◆ What is needed: Begin at the line containing "overwriting existing records." in the data below and go on through the line containing "account, key index.", repeating each line exactly; include both ends and no other line.

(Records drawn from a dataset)
· · · · ·

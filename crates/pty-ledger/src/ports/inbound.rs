//! # Driving Ports (API - Inbound)
//!
//! The operations the ledger exposes, grouped by component. Every mutating
//! operation loads the records it needs, validates, mutates in memory, then
//! writes each touched record back with one `put` per record in a fixed
//! order. Nothing is rolled back if a later `put` fails.

use crate::commands::{
    IssueRequest, ListingRequest, RentPaymentRequest, RentRateRequest, RenterRequest,
    TransferRequest, ValuationRequest,
};
use crate::domain::entities::{Account, PropertyToken};
use crate::errors::LedgerResult;
use crate::events::{
    AccountCreated, AssetIssued, IndexInitialized, ListingUpdated, MarketValueUpdated,
    RentDistributed, RentRateSet, RenterChanged, TransferSettled,
};

/// Account creation.
pub trait AccountLedgerApi {
    /// Create one account with the configured opening balance.
    ///
    /// Fails with `AccountExists` if any record is stored under the key.
    fn create_account(&mut self, id: &str) -> LedgerResult<AccountCreated>;

    /// Create `company1..company{count}`, overwriting existing records.
    fn create_accounts(&mut self, count: u32) -> LedgerResult<Vec<AccountCreated>>;
}

/// Issuance and the global asset key index.
pub trait AssetRegistryApi {
    /// Write an empty key index if none exists.
    fn init(&mut self) -> LedgerResult<IndexInitialized>;

    /// Issue a new property token to its issuer.
    ///
    /// Writes: asset, issuer account, key index.
    fn issue_property_token(&mut self, request: IssueRequest) -> LedgerResult<AssetIssued>;
}

/// Listing and settlement.
pub trait MarketplaceApi {
    /// Move units from the seller's ownership into their listing.
    ///
    /// Writes: seller account, asset.
    fn set_for_sale(&mut self, request: &ListingRequest) -> LedgerResult<ListingUpdated>;

    /// Settle units from the seller's listing into the buyer's ownership.
    ///
    /// Writes: buyer account, seller account, asset.
    fn transfer_paper(&mut self, request: &TransferRequest) -> LedgerResult<TransferSettled>;
}

/// Market value and rent rate.
pub trait ValuationApi {
    /// Set the market value and approve the asset.
    fn update_market_value(&mut self, request: &ValuationRequest)
        -> LedgerResult<MarketValueUpdated>;

    /// Set the rent rate. Only checks that the named account exists.
    fn set_rent(&mut self, request: &RentRateRequest) -> LedgerResult<RentRateSet>;
}

/// Rent collection and the renter roster.
pub trait RentApi {
    /// Debit the payer one period of rent and credit every owner pro rata.
    ///
    /// Writes: payer account, then each owner account. The asset is not written.
    fn process_rent(&mut self, request: &RentPaymentRequest) -> LedgerResult<RentDistributed>;

    /// Add or remove a renter.
    ///
    /// Writes: renter account, asset.
    fn set_renters(&mut self, request: &RenterRequest) -> LedgerResult<RenterChanged>;
}

/// Read-only accessors.
pub trait LedgerQueryApi {
    fn get_account(&self, id: &str) -> LedgerResult<Account>;

    fn get_asset(&self, asset_id: &str) -> LedgerResult<PropertyToken>;

    /// All assets in index order.
    fn list_assets(&self) -> LedgerResult<Vec<PropertyToken>>;

    /// Raw bytes under any key.
    fn fetch_raw(&self, key: &str) -> LedgerResult<Option<Vec<u8>>>;
}
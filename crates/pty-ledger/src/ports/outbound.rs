//! # Outbound Ports (Driven Ports)
//!
//! Capabilities the ledger engine requires from its host.
//!
//! Production: `FileBackedKVStore`, `Sha256IdentifierDeriver`
//! Testing: `InMemoryKVStore`, `FailingStore` (test-utils)

use crate::errors::StoreError;

/// Byte-oriented key-value store.
///
/// No cross-key transactions, no versioning, no secondary indexes. Each
/// `put` replaces the whole value under a key.
pub trait KeyValueStore {
    /// Get a value by key. `None` if the key was never written.
    fn get(&self, key: &str) -> Result<Option<Vec<u8>>, StoreError>;

    /// Put a single key-value pair.
    fn put(&mut self, key: &str, value: &[u8]) -> Result<(), StoreError>;

    /// Check if a key exists.
    fn exists(&self, key: &str) -> Result<bool, StoreError> {
        Ok(self.get(key)?.is_some())
    }
}

impl<S: KeyValueStore + ?Sized> KeyValueStore for &mut S {
    fn get(&self, key: &str) -> Result<Option<Vec<u8>>, StoreError> {
        (**self).get(key)
    }

    fn put(&mut self, key: &str, value: &[u8]) -> Result<(), StoreError> {
        (**self).put(key, value)
    }

    fn exists(&self, key: &str) -> Result<bool, StoreError> {
        (**self).exists(key)
    }
}

impl<S: KeyValueStore + ?Sized> KeyValueStore for Box<S> {
    fn get(&self, key: &str) -> Result<Option<Vec<u8>>, StoreError> {
        (**self).get(key)
    }

    fn put(&mut self, key: &str, value: &[u8]) -> Result<(), StoreError> {
        (**self).put(key, value)
    }

    fn exists(&self, key: &str) -> Result<bool, StoreError> {
        (**self).exists(key)
    }
}

/// Deterministic `string -> fixed-width identifier` function.
///
/// Identical input must always yield the identical identifier; collision
/// resistance is assumed by the ledger.
pub trait IdentifierDeriver {
    fn derive(&self, source: &str) -> String;
}
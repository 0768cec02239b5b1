//! # Marketplace API Implementation
//!
//! Listing (ownership → listing) and settlement (listing → ownership + cash).
//! Every check runs before the first `put`.

use super::helpers::{require_amount, require_id, require_quantity};
use super::*;
use crate::commands::{ListingRequest, TransferRequest};
use crate::domain::services::settlement_amount;
use crate::events::{ListingUpdated, TransferSettled};

impl<S, H> MarketplaceApi for LedgerService<S, H>
where
    S: KeyValueStore,
    H: IdentifierDeriver,
{
    #[instrument(skip(self, request), fields(asset = %request.asset_id, seller = %request.seller))]
    fn set_for_sale(&mut self, request: &ListingRequest) -> LedgerResult<ListingUpdated> {
        require_id("cusip", &request.asset_id)?;
        require_quantity(request.quantity)?;
        require_amount("sellval", request.unit_price)?;

        let mut token = self.load_token(&request.asset_id)?;
        let seller = self.load_account(&request.seller)?;

        let available = token.owned_by(&request.seller);
        if !token.debit_ownership(&request.seller, request.quantity) {
            return Err(LedgerError::InsufficientQuantity {
                asset: request.asset_id.clone(),
                holder: request.seller.clone(),
                requested: request.quantity,
                available,
            });
        }
        token.add_to_listing(&request.seller, request.quantity, request.unit_price);
        let listed = token
            .listing_of(&request.seller)
            .map_or(request.quantity, |l| l.quantity);

        self.store_account(&seller)?;
        self.store_token(&token)?;

        info!(
            quantity = request.quantity,
            listed,
            unit_price = request.unit_price,
            "Units listed for sale"
        );
        Ok(ListingUpdated {
            asset: token.id,
            seller: seller.id,
            quantity: request.quantity,
            listed,
            unit_price: request.unit_price,
        })
    }

    #[instrument(
        skip(self, request),
        fields(asset = %request.asset_id, seller = %request.seller, buyer = %request.buyer)
    )]
    fn transfer_paper(&mut self, request: &TransferRequest) -> LedgerResult<TransferSettled> {
        require_id("cusip", &request.asset_id)?;
        require_quantity(request.quantity)?;

        let mut token = self.load_token(&request.asset_id)?;
        let mut seller = self.load_account(&request.seller)?;
        let mut buyer = self.load_account(&request.buyer)?;

        let (listed, unit_price) = token
            .listing_of(&request.seller)
            .map_or((0, 0.0), |l| (l.quantity, l.unit_price));
        if listed < request.quantity {
            return Err(LedgerError::InsufficientQuantity {
                asset: request.asset_id.clone(),
                holder: request.seller.clone(),
                requested: request.quantity,
                available: listed,
            });
        }

        let amount = settlement_amount(request.quantity, unit_price);
        if !buyer.can_afford(amount) {
            return Err(LedgerError::InsufficientFunds {
                account: buyer.id.clone(),
                required: amount,
                available: buyer.cash_balance,
            });
        }

        let self_transfer = request.seller == request.buyer;
        if !self_transfer {
            buyer.cash_balance -= amount;
            seller.cash_balance += amount;
        }

        if !token.take_from_listing(&request.seller, request.quantity) {
            return Err(LedgerError::InsufficientQuantity {
                asset: request.asset_id.clone(),
                holder: request.seller.clone(),
                requested: request.quantity,
                available: listed,
            });
        }
        token.credit_ownership(&request.buyer, request.quantity);

        self.store_account(&buyer)?;
        if self_transfer {
            // Seller and buyer are one record; keep the three-write order.
            self.store_account(&buyer)?;
        } else {
            self.store_account(&seller)?;
        }
        self.store_token(&token)?;

        let settled = if self_transfer { 0.0 } else { amount };
        info!(quantity = request.quantity, amount = settled, "Transfer settled");
        Ok(TransferSettled {
            asset: token.id,
            seller: request.seller.clone(),
            buyer: request.buyer.clone(),
            quantity: request.quantity,
            amount: settled,
        })
    }
}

· · · · ·

◆ Solution to the problem:
    /// Create `company1..company{count}`, overwriting existing records.
    fn create_accounts(&mut self, count: u32) -> LedgerResult<Vec<AccountCreated>>;
}

/// Issuance and the global asset key index.
pub trait AssetRegistryApi {
    /// Write an empty key index if none exists.
    fn init(&mut self) -> LedgerResult<IndexInitialized>;

    /// Issue a new property token to its issuer.
    ///
    /// Writes: asset, issuer account, key index.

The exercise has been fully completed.